Female lawyers in South Sudan are speaking out to say they face discrimination on a daily basis, and a female judge says the same holds true for judges as well as for many other women with professional careers in the country.
Judge Martha Jobe Jeremiah told South Sudan in Focus that society perpetuates the belief that women are the weaker sex, which impacts professional working women.
“The society setup really affects us in a sense that is not only affecting the female advocates or the female lawyers in general but also affecting women in different professions. As much as women at home are now the head of household, some are the ones taking care of their children in absence of their husbands, yet society still looks at them as a weak element or weak person in society,” Jeremiah said.
While some South Sudanese hold on to patriarchal thinking, not all do. Jeremiah said that unless there is a change in that mindset, women will continue to face discrimination.
There are about 40 female judges across the country, Jeremiah said, adding that most face the same challenges as female lawyers, because some defendants do not want their case heard by a female judge.
Josephine Michael, a lawyer and advocate for her female colleagues, said most South Sudanese still believe male lawyers are better at handling, and winning, court cases than their female counterparts.
“There are fewer female lawyers in the market than males while there are female law graduates, but citizens always prefer the person who takes charge of their case to be a man, believing that a female does not have strength of advocacy, but a male does, so they always go to men thinking a male lawyer can solve their problem faster and better than a woman," Michael told South Sudan in Focus.

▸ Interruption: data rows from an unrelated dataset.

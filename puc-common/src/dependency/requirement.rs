// puc-common/src/dependency/requirement.rs
use std::fmt;

use serde::{Deserialize, Serialize};

use super::filter::Filter;
use crate::error::{PucError, Result};
use crate::model::{Announcement, CapabilityKind, VersionRange};

/// Prefix of a data-source expression that names a registry service rather
/// than a JNDI name.
pub const SERVICE_EXPRESSION_PREFIX: &str = "osgi:service";

/// One slot a work item needs filled before it can activate.
#[derive(Debug, Clone, PartialEq, Eq, Serialize, Deserialize)]
pub struct Requirement {
    pub kind: CapabilityKind,
    #[serde(default)]
    pub constraint: Constraint,
}

impl Requirement {
    pub fn new(kind: impl Into<CapabilityKind>, constraint: Constraint) -> Self {
        Self {
            kind: kind.into(),
            constraint,
        }
    }
}

/// Declared, uncompiled narrowing of which announcements may fill a slot.
#[derive(Debug, Clone, Default, PartialEq, Eq, Serialize, Deserialize)]
#[serde(rename_all = "snake_case", tag = "type")]
pub enum Constraint {
    #[default]
    Any,
    PropertyEquals {
        key: String,
        value: String,
    },
    Filter {
        filter: String,
    },
    /// `osgi:service/<interface>[/<filter>]`.
    ServiceExpression {
        expression: String,
    },
    /// Provider name (absent or blank = any) and acceptable provider version
    /// range.
    Provider {
        name: Option<String>,
        version_range: Option<String>,
    },
}

impl Constraint {
    /// Compiles the constraint for `kind`; any syntax problem is an
    /// `InvalidRequirement`.
    pub fn compile(&self, kind: &CapabilityKind) -> Result<Matcher> {
        match self {
            Constraint::Any => Ok(Matcher::Any),
            Constraint::PropertyEquals { key, value } => Ok(Matcher::PropertyEquals {
                key: key.clone(),
                value: value.clone(),
            }),
            Constraint::Filter { filter } => Filter::parse(filter)
                .map(Matcher::Filter)
                .map_err(|e| PucError::invalid_requirement(kind.as_str(), e.to_string())),
            Constraint::ServiceExpression { expression } => {
                parse_service_expression(kind, expression)
            }
            Constraint::Provider { .. } => Ok(Matcher::Any),
        }
    }

    /// The provider request of a `Provider` constraint, with a blank name
    /// normalised to `None` and the range parsed.
    pub fn provider_request(&self, kind: &CapabilityKind) -> Result<ProviderRequest> {
        match self {
            Constraint::Provider {
                name,
                version_range,
            } => {
                let name = name
                    .as_deref()
                    .map(str::trim)
                    .filter(|n| !n.is_empty())
                    .map(str::to_string);
                let range = version_range
                    .as_deref()
                    .map(|raw| {
                        raw.parse::<VersionRange>().map_err(|e| {
                            PucError::invalid_requirement(
                                kind.as_str(),
                                format!("bad provider version range '{raw}': {e}"),
                            )
                        })
                    })
                    .transpose()?;
                Ok(ProviderRequest { name, range })
            }
            _ => Ok(ProviderRequest::default()),
        }
    }
}

fn parse_service_expression(kind: &CapabilityKind, expression: &str) -> Result<Matcher> {
    let invalid = |reason: String| PucError::invalid_requirement(kind.as_str(), reason);

    let rest = expression
        .trim()
        .strip_prefix(SERVICE_EXPRESSION_PREFIX)
        .and_then(|r| r.strip_prefix('/'))
        .ok_or_else(|| {
            invalid(format!(
                "'{expression}' must look like {SERVICE_EXPRESSION_PREFIX}/<interface>[/<filter>]"
            ))
        })?;

    let (interface, filter) = match rest.split_once('/') {
        Some((interface, filter)) => (interface, filter.trim()),
        None => (rest, ""),
    };
    if interface.is_empty() {
        return Err(invalid(format!("'{expression}' names no interface")));
    }
    if filter.is_empty() {
        return Ok(Matcher::Any);
    }
    Filter::parse(filter)
        .map(Matcher::Filter)
        .map_err(|e| invalid(e.to_string()))
}

/// A compiled suitability predicate.
#[derive(Debug, Clone, PartialEq)]
pub enum Matcher {
    Any,
    PropertyEquals { key: String, value: String },
    Filter(Filter),
}

impl Matcher {
    pub fn accepts(&self, announcement: &Announcement) -> bool {
        match self {
            Matcher::Any => true,
            Matcher::PropertyEquals { key, value } => {
                announcement.property_str(key).as_deref() == Some(value.as_str())
            }
            Matcher::Filter(filter) => filter.matches(&announcement.properties),
        }
    }
}

/// What a single work item asks of its persistence provider.
#[derive(Debug, Clone, Default, PartialEq, Eq)]
pub struct ProviderRequest {
    pub name: Option<String>,
    pub range: Option<VersionRange>,
}

impl fmt::Display for ProviderRequest {
    fn fmt(&self, f: &mut fmt::Formatter<'_>) -> fmt::Result {
        write!(f, "{}", self.name.as_deref().unwrap_or("*"))?;
        if let Some(range) = &self.range {
            write!(f, " {range}")?;
        }
        Ok(())
    }
}
// puc-common/src/model/capability.rs
use std::collections::BTreeMap;
use std::fmt;

use semver::Version;
use serde::{Deserialize, Serialize};
use serde_json::Value;

use super::version::deserialize_lenient;

/// Arbitrary key/value metadata attached to announcements and work items.
pub type Properties = BTreeMap<String, Value>;

/// Registration property holding a service's numeric ranking.
pub const SERVICE_RANKING: &str = "service.ranking";

/// Stable handle of a deployable module.
#[derive(Debug, Clone, Copy, PartialEq, Eq, Hash, PartialOrd, Ord, Serialize, Deserialize)]
#[serde(transparent)]
pub struct ModuleId(pub u64);

impl fmt::Display for ModuleId {
    fn fmt(&self, f: &mut fmt::Formatter<'_>) -> fmt::Result {
        write!(f, "#{}", self.0)
    }
}

#[derive(Debug, Clone, PartialEq, Eq, Serialize, Deserialize)]
pub struct Module {
    pub id: ModuleId,
    pub symbolic_name: String,
    #[serde(deserialize_with = "deserialize_lenient")]
    pub version: Version,
}

impl Module {
    pub fn new(id: u64, symbolic_name: impl Into<String>, version: Version) -> Self {
        Self {
            id: ModuleId(id),
            symbolic_name: symbolic_name.into(),
            version,
        }
    }
}

impl fmt::Display for Module {
    fn fmt(&self, f: &mut fmt::Formatter<'_>) -> fmt::Result {
        write!(f, "{}:{}", self.symbolic_name, self.version)
    }
}

/// Names a requirement slot, e.g. `jta-data-source`.
#[derive(Debug, Clone, PartialEq, Eq, Hash, PartialOrd, Ord, Serialize, Deserialize)]
#[serde(transparent)]
pub struct CapabilityKind(String);

impl CapabilityKind {
    pub const PROVIDER: &'static str = "persistence-provider";
    pub const TRANSACTION_MANAGER: &'static str = "transaction-manager";
    pub const DATA_SOURCE_FACTORY: &'static str = "data-source-factory";
    pub const JTA_DATA_SOURCE: &'static str = "jta-data-source";
    pub const NON_JTA_DATA_SOURCE: &'static str = "non-jta-data-source";

    pub fn new(name: impl Into<String>) -> Self {
        Self(name.into())
    }

    pub fn provider() -> Self {
        Self::new(Self::PROVIDER)
    }

    pub fn as_str(&self) -> &str {
        &self.0
    }
}

impl fmt::Display for CapabilityKind {
    fn fmt(&self, f: &mut fmt::Formatter<'_>) -> fmt::Result {
        f.write_str(&self.0)
    }
}

impl From<&str> for CapabilityKind {
    fn from(name: &str) -> Self {
        Self::new(name)
    }
}

impl From<String> for CapabilityKind {
    fn from(name: String) -> Self {
        Self::new(name)
    }
}

/// Opaque registry handle. Handles are handed out in registration order, so a
/// lower id always means an earlier announcement.
#[derive(Debug, Clone, Copy, PartialEq, Eq, Hash, PartialOrd, Ord, Serialize, Deserialize)]
#[serde(transparent)]
pub struct AnnouncementId(pub u64);

impl fmt::Display for AnnouncementId {
    fn fmt(&self, f: &mut fmt::Formatter<'_>) -> fmt::Result {
        write!(f, "svc-{}", self.0)
    }
}

/// A capability published by some module through the external registry.
#[derive(Debug, Clone, PartialEq, Serialize, Deserialize)]
pub struct Announcement {
    pub id: AnnouncementId,
    /// Interfaces the capability is registered under.
    pub interfaces: Vec<String>,
    #[serde(default)]
    pub properties: Properties,
    /// The module that registered the capability.
    pub module: Module,
}

impl Announcement {
    pub fn offers(&self, interface: &str) -> bool {
        self.interfaces.iter().any(|i| i == interface)
    }

    pub fn property(&self, key: &str) -> Option<&Value> {
        self.properties.get(key)
    }

    /// String form of a property; numbers and booleans are rendered.
    pub fn property_str(&self, key: &str) -> Option<String> {
        match self.properties.get(key)? {
            Value::String(s) => Some(s.clone()),
            Value::Null => None,
            other => Some(other.to_string()),
        }
    }

    pub fn service_ranking(&self) -> i64 {
        self.properties
            .get(SERVICE_RANKING)
            .and_then(Value::as_i64)
            .unwrap_or(0)
    }
}

#[cfg(test)]
mod tests {
    use serde_json::json;

    use super::*;

    #[test]
    fn test_announcement_from_json() {
        let ann: Announcement = serde_json::from_value(json!({
            "id": 7,
            "interfaces": ["javax.sql.DataSource"],
            "properties": { "osgi.jndi.service.name": "orders", "service.ranking": 5 },
            "module": { "id": 3, "symbolic_name": "org.example.h2", "version": "1.4" }
        }))
        .unwrap();

        assert_eq!(ann.id, AnnouncementId(7));
        assert!(ann.offers("javax.sql.DataSource"));
        assert!(!ann.offers("javax.sql.XADataSource"));
        assert_eq!(ann.property_str("osgi.jndi.service.name").as_deref(), Some("orders"));
        assert_eq!(ann.property_str("service.ranking").as_deref(), Some("5"));
        assert_eq!(ann.service_ranking(), 5);
        assert_eq!(ann.module.version, Version::new(1, 4, 0));
        assert_eq!(ann.module.to_string(), "org.example.h2:1.4.0");
    }

    #[test]
    fn test_missing_ranking_defaults_to_zero() {
        let ann = Announcement {
            id: AnnouncementId(1),
            interfaces: vec![],
            properties: Properties::new(),
            module: Module::new(1, "m", Version::new(1, 0, 0)),
        };
        assert_eq!(ann.service_ranking(), 0);
    }
}
// puc-common/src/model/mod.rs
pub mod capability;
pub mod version;
pub mod work_item;

// Re-export
pub use capability::{
    Announcement, AnnouncementId, CapabilityKind, Module, ModuleId, Properties, SERVICE_RANKING,
};
pub use version::{parse_version, VersionRange};
pub use work_item::{ActivationState, WorkItem, WorkItemId};
#[cfg(test)]
mod tests {
    use std::sync::atomic::{AtomicU64, Ordering};

    use puc_common::dependency::{Constraint, Requirement};
    use puc_common::error::BoxError;
    use puc_common::model::Properties;
    use semver::Version;
    use serde_json::json;

    use super::*;
    use crate::lifecycle::{Artifact, PublicationHandle};

    #[derive(Debug)]
    struct Unit;

    impl Artifact for Unit {}

    struct Factory;

    impl ArtifactFactory for Factory {
        fn build(
            &self,
            _item: &WorkItem,
            _selections: &Selections,
        ) -> std::result::Result<Box<dyn Artifact>, BoxError> {
            Ok(Box::new(Unit))
        }
    }

    #[derive(Default)]
    struct Registry(AtomicU64);

    impl ServiceRegistry for Registry {
        fn publish(
            &self,
            _item: &WorkItem,
            _artifact: &dyn Artifact,
            _properties: &Properties,
        ) -> std::result::Result<PublicationHandle, BoxError> {
            Ok(PublicationHandle(self.0.fetch_add(1, Ordering::SeqCst)))
        }

        fn retract(&self, _handle: PublicationHandle) {}
    }

    fn container() -> Container {
        Container::new(
            Config::default().with_worker_threads(2),
            Arc::new(Factory),
            Arc::new(Registry::default()),
        )
    }

    fn module() -> Module {
        Module::new(1, "org.example.app", Version::new(1, 0, 0))
    }

    fn transaction_manager(id: u64) -> Announcement {
        Announcement {
            id: AnnouncementId(id),
            interfaces: vec![TRANSACTION_MANAGER_INTERFACE.into()],
            properties: Properties::new(),
            module: Module::new(50, "org.example.tm", Version::new(1, 0, 0)),
        }
    }

    #[test]
    fn test_default_slots() {
        let container = container();
        let kinds: Vec<&str> = container.kinds().map(CapabilityKind::as_str).collect();
        assert_eq!(
            kinds,
            vec![
                "data-source-factory",
                "jta-data-source",
                "non-jta-data-source",
                "persistence-provider",
                "transaction-manager"
            ]
        );
    }

    #[test]
    fn test_unknown_kind_is_rejected_and_item_waits() {
        let container = container();
        let item = WorkItem::new(module(), "orders")
            .with_requirement(Requirement::new("message-broker", Constraint::Any));
        let errors = container.work_item_declared(item.clone());
        container.wait_idle();
        assert!(matches!(errors[..], [PucError::InvalidRequirement { .. }]));
        assert_eq!(container.state(&item.id()), Some(ActivationState::Waiting));
    }

    #[test]
    fn test_item_without_requirements_activates_at_once() {
        let container = container();
        let item = WorkItem::new(module(), "bare");
        assert!(container.work_item_declared(item.clone()).is_empty());
        container.wait_idle();
        assert_eq!(container.state(&item.id()), Some(ActivationState::Active));

        container.work_item_withdrawn(&item.id());
        container.wait_idle();
        assert_eq!(container.state(&item.id()), None);
        assert!(!container.lifecycle().is_materialized(&item.id()));
    }

    #[test]
    fn test_duplicate_announcement_is_ignored() {
        let container = container();
        let item = WorkItem::new(module(), "orders").with_requirement(Requirement::new(
            CapabilityKind::TRANSACTION_MANAGER,
            Constraint::Any,
        ));
        container.work_item_declared(item.clone());
        container.capability_arrived(transaction_manager(1));
        container.capability_arrived(transaction_manager(1));
        container.wait_idle();
        assert_eq!(container.state(&item.id()), Some(ActivationState::Active));

        container.capability_removed(AnnouncementId(1));
        container.wait_idle();
        assert_eq!(container.state(&item.id()), Some(ActivationState::Waiting));
        assert!(container
            .selection(&item.id(), &CapabilityKind::new(CapabilityKind::TRANSACTION_MANAGER))
            .is_none());
    }

    #[test]
    fn test_removal_delivered_before_arrival_drops_the_arrival() {
        let container = container();
        let item = WorkItem::new(module(), "orders").with_requirement(Requirement::new(
            CapabilityKind::TRANSACTION_MANAGER,
            Constraint::Any,
        ));
        container.work_item_declared(item.clone());

        container.capability_removed(AnnouncementId(7));
        assert!(!container.is_announced(AnnouncementId(7)));
        container.capability_arrived(transaction_manager(7));
        container.wait_idle();

        assert!(!container.is_announced(AnnouncementId(7)));
        assert_eq!(container.state(&item.id()), Some(ActivationState::Waiting));
        assert!(!container.lifecycle().is_materialized(&item.id()));

        // the marker is spent; a later announcement binds normally
        container.capability_arrived(transaction_manager(8));
        container.wait_idle();
        assert!(container.is_announced(AnnouncementId(8)));
        assert_eq!(container.state(&item.id()), Some(ActivationState::Active));
    }

    #[test]
    fn test_custom_slot() {
        let container = Container::builder(
            Config::default(),
            Arc::new(Factory),
            Arc::new(Registry::default()),
        )
        .without_default_slots()
        .slot("message-broker", "javax.jms.ConnectionFactory", RankingRule::service_ranking())
        .build();
        assert_eq!(container.kinds().count(), 2);

        let item = WorkItem::new(module(), "events").with_requirement(Requirement::new(
            "message-broker",
            Constraint::Filter {
                filter: "(vendor=artemis)".into(),
            },
        ));
        container.work_item_declared(item.clone());
        container.capability_arrived(Announcement {
            id: AnnouncementId(3),
            interfaces: vec!["javax.jms.ConnectionFactory".into()],
            properties: serde_json::from_value(json!({ "vendor": "artemis" })).unwrap(),
            module: Module::new(60, "org.apache.activemq", Version::new(2, 0, 0)),
        });
        container.wait_idle();
        assert_eq!(container.state(&item.id()), Some(ActivationState::Active));
    }

    #[test]
    fn test_shutdown_withdraws_everything() {
        let container = container();
        container.module_declared(module(), vec![WorkItem::new(module(), "a"), WorkItem::new(module(), "b")]);
        container.wait_idle();
        assert_eq!(container.declared_items().len(), 2);

        container.shutdown();
        assert!(container.declared_items().is_empty());
        assert_eq!(container.state(&WorkItemId::new(ModuleId(1), "a")), None);
    }
}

She said female lawyers and advocates need financial support to help them establish female-headed law firms across the country.
On the way toward achieving that goal, she encourages her colleagues not to get discouraged even though they face a slew of logistical problems.
“Female lawyers do not have offices or law firms; you find all law offices in Juba are for male lawyers. The number of female lawyers in this country is approximately 400 lawyers and those who have offices can be counted by the number of fingers,” Michael told VOA.
“We are five in our office, and I am the only female lawyer. Unfortunately, my desk was at the doorway and anyone entering the office thinks I'm a secretary, because they presume the work of secretary is the job of women and so a female cannot be a lawyer,” Michael said.
Suhila Deng, chairperson of the South Sudan Female Lawyers Association, said much more must be done to promote women in all professional fields in the country.
Years ago, Deng said a group of women lawyers established the female lawyers association to help provide legal aid to the most vulnerable and to also encourage one another in their careers.
“In the year 2012, we managed to establish a female lawyers association to look into the issues of female lawyers in the country. By then there were only four offices of women advocates in the markets and the rest are males’ offices. Lack of money or resources is among the things I explained,” Deng told South Sudan in Focus.